Start of Materials provided

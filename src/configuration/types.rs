use serde::{Deserialize, Serialize};

/// Inclusive range of accepted prediction confidence scores.
///
/// Defaults to [0.0, 1.0], the conventional fractional confidence range.
#[derive(Debug, PartialEq, Clone, Copy, Serialize, Deserialize)]
pub struct ScoreRange {
    pub min: f64,
    pub max: f64,
}

impl Default for ScoreRange {
    fn default() -> Self {
        Self { min: 0.0, max: 1.0 }
    }
}

impl ScoreRange {
    /// Both bounds are inclusive.
    pub fn contains(&self, score: f64) -> bool {
        score.is_finite() && score >= self.min && score <= self.max
    }
}

/// Optional image-coordinate bounds for bounding-box checks.
///
/// When configured, every bbox must fall inside `[0, width] x [0, height]`.
#[derive(Debug, PartialEq, Clone, Copy, Serialize, Deserialize)]
pub struct ImageBounds {
    pub width: f64,
    pub height: f64,
}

End of Materials provided

== Task prompt ==
Repeat each entry exactly as it was given.

== Reply to the task ==
filename src/configuration/types.rs
use serde::{Deserialize, Serialize};

/// Inclusive range of accepted prediction confidence scores.
///
/// Defaults to [0.0, 1.0], the conventional fractional confidence range.
#[derive(Debug, PartialEq, Clone, Copy, Serialize, Deserialize)]
pub struct ScoreRange {
    pub min: f64,
    pub max: f64,
}

impl Default for ScoreRange {
    fn default() -> Self {
        Self { min: 0.0, max: 1.0 }
    }
}

impl ScoreRange {
    /// Both bounds are inclusive.
    pub fn contains(&self, score: f64) -> bool {
        score.is_finite() && score >= self.min && score <= self.max
    }
}

/// Optional image-coordinate bounds for bounding-box checks.
///
/// When configured, every bbox must fall inside `[0, width] x [0, height]`.
#[derive(Debug, PartialEq, Clone, Copy, Serialize, Deserialize)]
pub struct ImageBounds {
    pub width: f64,
    pub height: f64,
}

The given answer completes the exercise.